Santos também destacou que, ao longo de sua carreira, acumulou propriedades e bens que justificam seu patrimônio atual. Ele defendeu que a aquisição das fazendas foi realizada de acordo com o mercado e que a evolução patrimonial é consistente com sua trajetória profissional e investimentos.
Resposta do MPF
Apesar das justificativas apresentadas por Santos, a procuradora Ana Paulo Mantovani Siqueira afirmou que a evolução patrimonial do juiz não foi demonstrada de forma satisfatória. Ela destacou a falta de documentação que comprovasse a origem dos recursos e a legitimidade dos negócios, apontando uma discrepância entre a renda declarada e o valor das aquisições realizadas.
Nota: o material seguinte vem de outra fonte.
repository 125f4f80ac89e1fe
//! Application error types

mod app_error;

pub use app_error::{AppError, AppResult};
Repercussões na Carreira de Alderico Santos
O juiz já foi afastado das funções de titular da 5ª Vara Federal da Seção Judiciária de Goiás e está atuando como auxiliar na 16ª Vara Federal. A investigação e o processo disciplinar podem resultar em mais sanções, incluindo a aposentadoria compulsória, caso as acusações sejam comprovadas.
Considerações Finais
A investigação em curso e o processo disciplinar têm como objetivo esclarecer a origem dos recursos e a legalidade das aquisições realizadas pelo magistrado.
À medida que o caso avança, as partes envolvidas aguardam mais informações e possíveis desdobramentos.